Железная дверь оказалась не просто закрытой, а наглухо закупоренной. На стук никто не ответил, но Митя приметил какое-то движение за стеклом кабинета, единственного, чьи окна выходили на задний двор. Как будто кто-то подглядывал
– Сова, открывай! Медведь пришел, - рявкнул Митя, широко улыбаясь.
Железная дверь нехотя приоткрылась.
– Да свои, свои. Фашисты.
– Тьфу на тебя, балбес языкастый! Когда-нибудь тебе за твой юмор навешают, на трамвае не увезешь, - дверь, наконец, открылась на полную ширину и Митя получил возможность разглядеть личико пани Зоси, бледное, испуганное, с красными веками.

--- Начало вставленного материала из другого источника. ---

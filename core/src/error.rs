use chrono::NaiveDate;
use thiserror::Error;

#[derive(Error, Debug)]
pub enum GenError {
    #[error("Database error: {0}")]
    Database(#[from] rusqlite::Error),

    #[error("Serialization error: {0}")]
    Serialization(#[from] serde_json::Error),

    #[error("Invalid date range: start {start} is after end {end}")]
    InvalidDateRange { start: NaiveDate, end: NaiveDate },

    #[error("Invalid value for {field}: {value}")]
    InvalidConfig { field: &'static str, value: String },

    #[error("{child} rows require at least one {parent} row")]
    MissingParents {
        child: &'static str,
        parent: &'static str,
    },

    #[error(transparent)]
    Other(#[from] anyhow::Error),
}

pub type GenResult<T> = Result<T, GenError>;
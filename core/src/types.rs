//! Shared primitive types used across the generator.

/// A generated row's primary key. SQLite rowids are i64.
pub type RowId = i64;

/// The canonical generation-run identifier.
pub type RunId = String;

– Господи! Царица Небесная! – воскликнула женщина и в голос разревелась, пугая гулкое эхо в совершенно пустом (если не считать покойников) здании.
Глава 17 Имя следователя
Некоторые вещи не меняются, и это здорово. Например, солнце и здесь вставало на востоке, край неба уже потихоньку начинал светлеть.

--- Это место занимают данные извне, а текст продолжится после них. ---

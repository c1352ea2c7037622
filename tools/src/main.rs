//! labgen: headless dataset generator for FilingLab.
//!
//! Usage:
//!   labgen --seed 12345 --db lab.db
//!   labgen --seed 12345 --db lab.db --config lab_config.json
//!   labgen --seed 12345 --db lab.db --filings 500000 --drift
//!   labgen --seed 12345 --db lab.db --json

use anyhow::Result;
use chrono::Utc;
use filinglab_core::{
    config::GeneratorConfig,
    drift,
    pipeline::GenPipeline,
    rng::{PhaseSlot, RngBank},
    store::LabStore,
    summary::DatasetSummary,
};
use std::env;

fn main() -> Result<()> {
    env_logger::init();

    let args: Vec<String> = env::args().collect();
    let seed = parse_arg(&args, "--seed", 42u64);
    let db = args
        .windows(2)
        .find(|w| w[0] == "--db")
        .map(|w| w[1].as_str())
        .unwrap_or("filinglab.db");
    let config_path = args
        .windows(2)
        .find(|w| w[0] == "--config")
        .map(|w| w[1].as_str());
    let apply_drift = args.iter().any(|a| a == "--drift");
    let json_out = args.iter().any(|a| a == "--json");

    let mut config = match config_path {
        Some(path) => GeneratorConfig::load(path)?,
        None => GeneratorConfig::lab_default(),
    };
    // Scale overrides, applied on top of the file/default config.
    config.entity_count = parse_arg(&args, "--entities", config.entity_count);
    config.jurisdiction_count = parse_arg(&args, "--jurisdictions", config.jurisdiction_count);
    config.filing_type_count = parse_arg(&args, "--filing-types", config.filing_type_count);
    config.filing_count = parse_arg(&args, "--filings", config.filing_count);
    config.invoice_count = parse_arg(&args, "--invoices", config.invoice_count);
    config.payment_count = parse_arg(&args, "--payments", config.payment_count);

    if !json_out {
        println!("FilingLab labgen");
        println!("  seed:     {seed}");
        println!("  db:       {db}");
        println!("  entities: {}", config.entity_count);
        println!("  filings:  {}", config.filing_count);
        println!();
    }

    let store = LabStore::open(db)?;
    store.migrate()?;

    let run_id = format!("lab-{seed}-{}", Utc::now().format("%Y%m%d%H%M%S"));
    store.insert_run(&run_id, seed, env!("CARGO_PKG_VERSION"))?;

    let pipeline = GenPipeline::new(run_id.clone(), seed, config.clone(), store)?;
    let reports = pipeline.run()?;
    let store = pipeline.into_store();

    if apply_drift {
        let today = Utc::now().date_naive();
        let aged = drift::age_pending_filings(&store, 3, today)?;
        let mut drift_rng = RngBank::new(seed).for_phase(PhaseSlot::Drift);
        let appended = drift::append_filing_batch(
            &store,
            &config,
            &mut drift_rng,
            config.filing_count / 20,
            today,
        )?;
        log::info!(
            "drift applied: {} aged, {} appended",
            aged.rows_affected,
            appended.rows_affected
        );
    }

    let summary = DatasetSummary::collect(&store, &config)?;

    if json_out {
        println!("{}", serde_json::to_string_pretty(&summary)?);
        return Ok(());
    }

    println!("=== GENERATION SUMMARY ===");
    println!("  run_id:        {run_id}");
    for report in &reports {
        println!("  phase {:<8} {} rows", report.phase, report.rows_inserted);
    }
    println!();
    println!("  entities:      {}", summary.entities);
    println!("  jurisdictions: {}", summary.jurisdictions);
    println!("  filing types:  {}", summary.filing_types);
    println!("  filings:       {}", summary.filings);
    println!("  invoices:      {}", summary.invoices);
    println!("  payments:      {}", summary.payments);
    println!();
    println!("=== SKEW SHAPE ===");
    for (status, share) in &summary.filing_status_shares {
        println!("  filing {:<10} {:>5.1}%", status, share * 100.0);
    }
    println!(
        "  mega clients hold {:.1}% of entities",
        summary.mega_client_share * 100.0
    );
    println!(
        "  hot entity range draws {:.1}% of filings",
        summary.hot_entity_filing_share * 100.0
    );
    println!(
        "  orphans: {} filings, {} invoices, {} payments",
        summary.orphan_filings, summary.orphan_invoices, summary.orphan_payments
    );
    Ok(())
}

fn parse_arg<T: std::str::FromStr + Copy>(args: &[String], flag: &str, default: T) -> T {
    args.windows(2)
        .find(|w| w[0] == flag)
        .and_then(|w| w[1].parse().ok())
        .unwrap_or(default)
}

– В Калинове сейчас часа четыре утра? – спросила Лиза и сладко зевнула.
– Хрен его знает, - пожал плечами Митя, - я с этой метафизикой скоро умом тронусь. Вон, гляди, тут уже вовсю рассвет занимается, немного – и читать можно будет без фонарика. А отойдешь на пару кварталов – и тебе по полной программе: темнота, хоть глаз коли, снег мокрый – и стена. Не лает, не кусает, а домой не пускает. Дом – вот он, виден – а не подойти, как будто один шаг в тысячу километров растягивается.
– Не «как будто», а так и есть, - заметил Трей, - только не километров, а лет.
Они сидели рядком на небольших бочонках, хорошо просмоленных, плотно укупоренных и поднятых вчера на восточную стену, туда, где ожидался главный удар объединенной армии захватчиков. Ждали. О том, что сегодняшний штурм может для кого-то из них, а может и для всей компании, и самого смешного городка Арса, оказаться последним, не говорили. И не потому, что боялись смерти. А потому, что шли они в этот бой, как сказала Лиза, не умирать – а побеждать. Поэтому и настроение было соответствующее – боевое.
А то, что воевать в Арсе было особо не чем: стрелы закончились, железо подошло к концу, запасы смолы и масла тоже были не вечны, да и самый главный ресурс, люди – вот-вот грозил тоже закончится…
– Мой прадед пережил блокаду, - сказал Митя, - им горячее пришлось. У Медведя, по крайней мере, нет «Большой Берты».
– У нас ее тоже нет, - вздохнул Лапин, - а жаль. Все могло быть гораздо проще.
– Прорвемся, - убежденно повторила Лиза. И неожиданно, глядя на розовеющее небо, затянула негромким, но приятным и верным голосом:
– А не спеши ты нас хоронить,
А у нас еще есть здесь дела…
У нас дома детей мал – мала,
Да и просто хотелось пожить…
– А не спеши ты нам в спину стрелять, - подхватил Митя,
А это никогда не поздно успеть,
Лучше дай нам дотанцевать,
Лучше дай нам песню допеть…
– А не спеши закрыть нам глаза,
Мы и так любим все темноту…
Раздалось откуда-то снизу. Голос, напористый, ломкий тенорок был незнаком компании «драконов», но попал в тон.